Stábile had received his first taste of managing, way back in the 1931–32 season at Genoa, long before he retired from playing. Here he spent the aforementioned season as a co-manager, alongside Luigi Burlando.

After a year at Red Star Paris, he became player-manager for the club; this included the season in which they were promoted from Ligue 2. Stábile left the French club, to coach the Argentina national team. He began his spell in 1939.

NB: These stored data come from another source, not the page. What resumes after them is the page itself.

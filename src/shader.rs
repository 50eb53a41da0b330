//! Shader interface: the vertex and fragment stage contracts, the varying store
//! that carries per-vertex values between them and the built-in programs.

pub mod builtin;

use std::fmt;
use std::ops::{Add, Mul};
use std::str::FromStr;

use serde::{Deserialize, Serialize};

use crate::color::{Color, WHITE};
use crate::error::ShaderError;
use crate::math::{Vec2f, Vec2i, Vec3f, Vec4f};
use crate::model::Model;
use crate::texture::Texture;
use crate::transform::TransformSet;

use builtin::{
    Gouraud, GouraudVertex, Lambert, NormalMapped, ScreenSpaceVertex, Toon, Unlit,
};

/// Key under which a vertex stage stores a value for the fragment stage.
#[derive(Debug, Clone, Copy, PartialEq, Eq, Hash, PartialOrd, Ord)]
pub struct VaryingTag(pub u8);

impl VaryingTag {
    /// World space normal.
    pub const NORMAL: VaryingTag = VaryingTag(0);
    pub const UV: VaryingTag = VaryingTag(1);
    pub const WORLD_POSITION: VaryingTag = VaryingTag(2);
    /// Light intensity computed per vertex.
    pub const INTENSITY: VaryingTag = VaryingTag(3);
}

/// The three per-vertex values of one tag and which of them were written.
#[derive(Debug, Clone, Copy)]
pub struct SlotTable<T> {
    values: [T; 3],
    written: u8,
}

const ALL_SLOTS: u8 = 0b111;

/// Value types that can be stored as varyings and interpolated.
pub trait Varying: Copy + Add<Output = Self> + Mul<f32, Output = Self> {
    const KIND: &'static str;
    fn zero() -> Self;
    fn table(varyings: &Varyings) -> &Vec<SlotTable<Self>>;
    fn table_mut(varyings: &mut Varyings) -> &mut Vec<SlotTable<Self>>;
}

macro_rules! impl_varying {
    ($ty:ty, $field:ident, $kind:literal, $zero:expr) => {
        impl Varying for $ty {
            const KIND: &'static str = $kind;

            fn zero() -> Self {
                $zero
            }

            fn table(varyings: &Varyings) -> &Vec<SlotTable<Self>> {
                &varyings.$field
            }

            fn table_mut(varyings: &mut Varyings) -> &mut Vec<SlotTable<Self>> {
                &mut varyings.$field
            }
        }
    };
}

impl_varying!(f32, scalars, "f32", 0.0);
impl_varying!(Vec2f, vec2s, "Vec2f", Vec2f::zeros());
impl_varying!(Vec3f, vec3s, "Vec3f", Vec3f::zeros());
impl_varying!(Vec4f, vec4s, "Vec4f", Vec4f::zeros());

/// Per-triangle store of vertex stage outputs, indexed by tag and vertex slot.
#[derive(Debug, Clone, Default)]
pub struct Varyings {
    scalars: Vec<SlotTable<f32>>,
    vec2s: Vec<SlotTable<Vec2f>>,
    vec3s: Vec<SlotTable<Vec3f>>,
    vec4s: Vec<SlotTable<Vec4f>>,
}

fn forget<T>(table: &mut [SlotTable<T>]) {
    for entry in table {
        entry.written = 0;
    }
}

impl Varyings {
    pub fn new() -> Self {
        return Self::default();
    }

    /// Forgets every value. Called before the vertex stage runs for a new triangle.
    pub fn begin_triangle(&mut self) {
        forget(&mut self.scalars);
        forget(&mut self.vec2s);
        forget(&mut self.vec3s);
        forget(&mut self.vec4s);
    }

    /// Stores `value` for vertex `slot` (0..3). A slot outside of the triangle is a bug in the caller.
    pub fn set<T: Varying>(&mut self, tag: VaryingTag, slot: usize, value: T) {
        assert!(slot < 3, "varying slot {slot} out of range, a triangle has 3 vertices");
        let table = T::table_mut(self);
        let index = tag.0 as usize;
        if table.len() <= index {
            table.resize(
                index + 1,
                SlotTable {
                    values: [T::zero(); 3],
                    written: 0,
                },
            );
        }
        table[index].values[slot] = value;
        table[index].written |= 1 << slot;
    }

    fn complete<T: Varying>(&self, tag: VaryingTag) -> Result<&[T; 3], ShaderError> {
        match T::table(self).get(tag.0 as usize) {
            Some(entry) if entry.written == ALL_SLOTS => Ok(&entry.values),
            _ => Err(ShaderError::UnsetVarying {
                tag: tag.0,
                kind: T::KIND,
            }),
        }
    }

    /// Value a single vertex stored under `tag`.
    pub fn vertex<T: Varying>(&self, tag: VaryingTag, slot: usize) -> Result<T, ShaderError> {
        assert!(slot < 3, "varying slot {slot} out of range, a triangle has 3 vertices");
        return Ok(self.complete::<T>(tag)?[slot]);
    }

    /// Weighted sum of the three vertex values of `tag`.
    pub fn interpolate<T: Varying>(
        &self,
        tag: VaryingTag,
        interpolation: &Interpolation,
    ) -> Result<T, ShaderError> {
        let values = self.complete::<T>(tag)?;
        let w = interpolation.weights();
        return Ok(values[0] * w.x + values[1] * w.y + values[2] * w.z);
    }
}

#[derive(Debug, Clone, Copy, PartialEq, Eq, Default, Serialize, Deserialize)]
pub enum InterpolationMode {
    /// Weights linear in screen space.
    #[default]
    ScreenSpace,
    /// Weights corrected by the per-vertex 1/w.
    PerspectiveCorrect,
}

/// Where inside the current triangle a fragment lies.
#[derive(Debug, Clone, Copy, PartialEq)]
pub struct Interpolation {
    /// Screen space barycentric coordinates, summing to 1.
    pub barycentric: Vec3f,
    /// 1/w of each vertex before the perspective divide.
    pub inverse_w: Vec3f,
    pub mode: InterpolationMode,
}

impl Interpolation {
    pub fn screen_space(barycentric: Vec3f) -> Self {
        return Self {
            barycentric,
            inverse_w: Vec3f::repeat(1.0),
            mode: InterpolationMode::ScreenSpace,
        };
    }

    /// Weights applied to vertex values.
    pub fn weights(&self) -> Vec3f {
        match self.mode {
            InterpolationMode::ScreenSpace => self.barycentric,
            InterpolationMode::PerspectiveCorrect => {
                let weighted = self.barycentric.component_mul(&self.inverse_w);
                let sum = weighted.sum();
                if sum.abs() < f32::EPSILON {
                    return self.barycentric;
                }
                weighted / sum
            }
        }
    }

    /// Interpolated 1/w, the depth the rasterizer tests. Larger is nearer.
    pub fn depth(&self) -> f32 {
        return self.barycentric.dot(&self.inverse_w);
    }
}

/// Result of the fragment stage.
#[derive(Debug, Clone, Copy, PartialEq)]
pub enum Fragment {
    /// RGBA in [0, 1], saturated when written.
    Keep(Vec4f),
    Discard,
}

/// What the rasterizer knows about the pixel being shaded.
#[derive(Debug, Clone, Copy)]
pub struct FragmentInput<'a> {
    pub pixel: Vec2i,
    pub face: usize,
    pub interpolation: Interpolation,
    pub varyings: &'a Varyings,
}

/// Point light.
#[derive(Debug, Clone, Copy, PartialEq)]
pub struct Light {
    pub position: Vec3f,
    /// Linear RGB multiplier.
    pub color: Vec3f,
}

impl Light {
    /// Unit vector from `point` towards the light.
    pub fn direction_from(&self, point: Vec3f) -> Vec3f {
        return (self.position - point)
            .try_normalize(f32::EPSILON)
            .unwrap_or(Vec3f::zeros());
    }
}

/// Textures bound to the mesh. Only the albedo is mandatory for a scene, the shaders cope with any missing.
#[derive(Debug, Clone)]
pub struct Materials {
    pub albedo: Option<Texture>,
    /// Multiplies every albedo texel.
    pub tint: Color,
    /// Tangent space normal map.
    pub normal: Option<Texture>,
    /// Specular strength in the red channel. Greyscale maps carry it in every channel.
    pub specular: Option<Texture>,
}

impl Default for Materials {
    fn default() -> Self {
        return Self {
            albedo: None,
            tint: WHITE,
            normal: None,
            specular: None,
        };
    }
}

/// Read-only state of the frame shared by every shader invocation.
#[derive(Clone, Copy)]
pub struct ShaderContext<'a> {
    pub model: &'a Model,
    pub transforms: &'a TransformSet,
    pub light: Light,
    /// Camera position in world space.
    pub eye: Vec3f,
    pub materials: &'a Materials,
}

pub trait VertexStage {
    /// Clip space position of vertex `slot` of `face`. Stores whatever the fragment stage will read.
    fn vertex(
        &self,
        ctx: &ShaderContext,
        face: usize,
        slot: usize,
        varyings: &mut Varyings,
    ) -> Result<Vec4f, ShaderError>;
}

pub trait FragmentStage {
    fn fragment(&self, ctx: &ShaderContext, input: &FragmentInput) -> Result<Fragment, ShaderError>;
}

/// Which built-in program to render with.
#[derive(Debug, Clone, Copy, PartialEq, Serialize, Deserialize)]
pub enum ShaderKind {
    /// Albedo only.
    Unlit,
    /// Per-pixel diffuse.
    Lambert,
    /// Diffuse quantized to `levels` bands.
    Toon { levels: u32, tint: Color },
    /// Diffuse and specular with normals from a tangent space normal map.
    NormalMapped { shininess: f32 },
    /// Diffuse computed per vertex and interpolated.
    Gouraud,
}

impl Default for ShaderKind {
    fn default() -> Self {
        return ShaderKind::Lambert;
    }
}

impl FromStr for ShaderKind {
    type Err = String;

    fn from_str(s: &str) -> Result<Self, Self::Err> {
        match s.to_ascii_lowercase().as_str() {
            "unlit" => Ok(ShaderKind::Unlit),
            "lambert" => Ok(ShaderKind::Lambert),
            "toon" => Ok(ShaderKind::Toon {
                levels: 4,
                tint: Color::rgb(255, 155, 0),
            }),
            "normal-mapped" | "normal_mapped" => Ok(ShaderKind::NormalMapped { shininess: 32.0 }),
            "gouraud" => Ok(ShaderKind::Gouraud),
            other => Err(format!(
                "unknown shader '{other}', expected one of unlit, lambert, toon, normal-mapped, gouraud"
            )),
        }
    }
}

/// A vertex stage paired with a fragment stage.
pub struct ShaderProgram {
    pub vertex: Box<dyn VertexStage>,
    pub fragment: Box<dyn FragmentStage>,
}

impl ShaderProgram {
    pub fn new(kind: ShaderKind) -> Self {
        match kind {
            ShaderKind::Unlit => Self::from_stages(ScreenSpaceVertex, Unlit),
            ShaderKind::Lambert => Self::from_stages(ScreenSpaceVertex, Lambert),
            ShaderKind::Toon { levels, tint } => {
                Self::from_stages(ScreenSpaceVertex, Toon::new(levels, tint))
            }
            ShaderKind::NormalMapped { shininess } => {
                Self::from_stages(ScreenSpaceVertex, NormalMapped { shininess })
            }
            ShaderKind::Gouraud => Self::from_stages(GouraudVertex, Gouraud),
        }
    }

    pub fn from_stages(
        vertex: impl VertexStage + 'static,
        fragment: impl FragmentStage + 'static,
    ) -> Self {
        return Self {
            vertex: Box::new(vertex),
            fragment: Box::new(fragment),
        };
    }
}

impl fmt::Debug for ShaderProgram {
    fn fmt(&self, f: &mut fmt::Formatter<'_>) -> fmt::Result {
        f.debug_struct("ShaderProgram").finish_non_exhaustive()
    }
}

Stábile coached Argentina to six South American Championship trophies: in 1941, 1945, 1946, 1947, 1955 and 1957. After the first round exit at the 1958 World Cup (the first worldwide competition Argentina took part in in 24 years), where Argentina lost the last of its three matches with 1–6 to Czechoslovakia, his time with the national side came to a halt. He was called back to the helm of Argentina in 1960 and he led Argentina in the third and last edition of the Panamerican Football Championship, which took place in Costa Rica.

With the Argentina national side, as a coach (just as he had as a player) Stábile, set records; he coached the national team in 123 official matches gaining 83 victories, making him one of the few coaches with more than 100 international matches in charge.

While managing the national side, he also had spells coaching three other clubs, first the club where he began his career, Huracán and then later Ferro and Racing Club. He led Racing to three consecutive championships between 1949 and 1951.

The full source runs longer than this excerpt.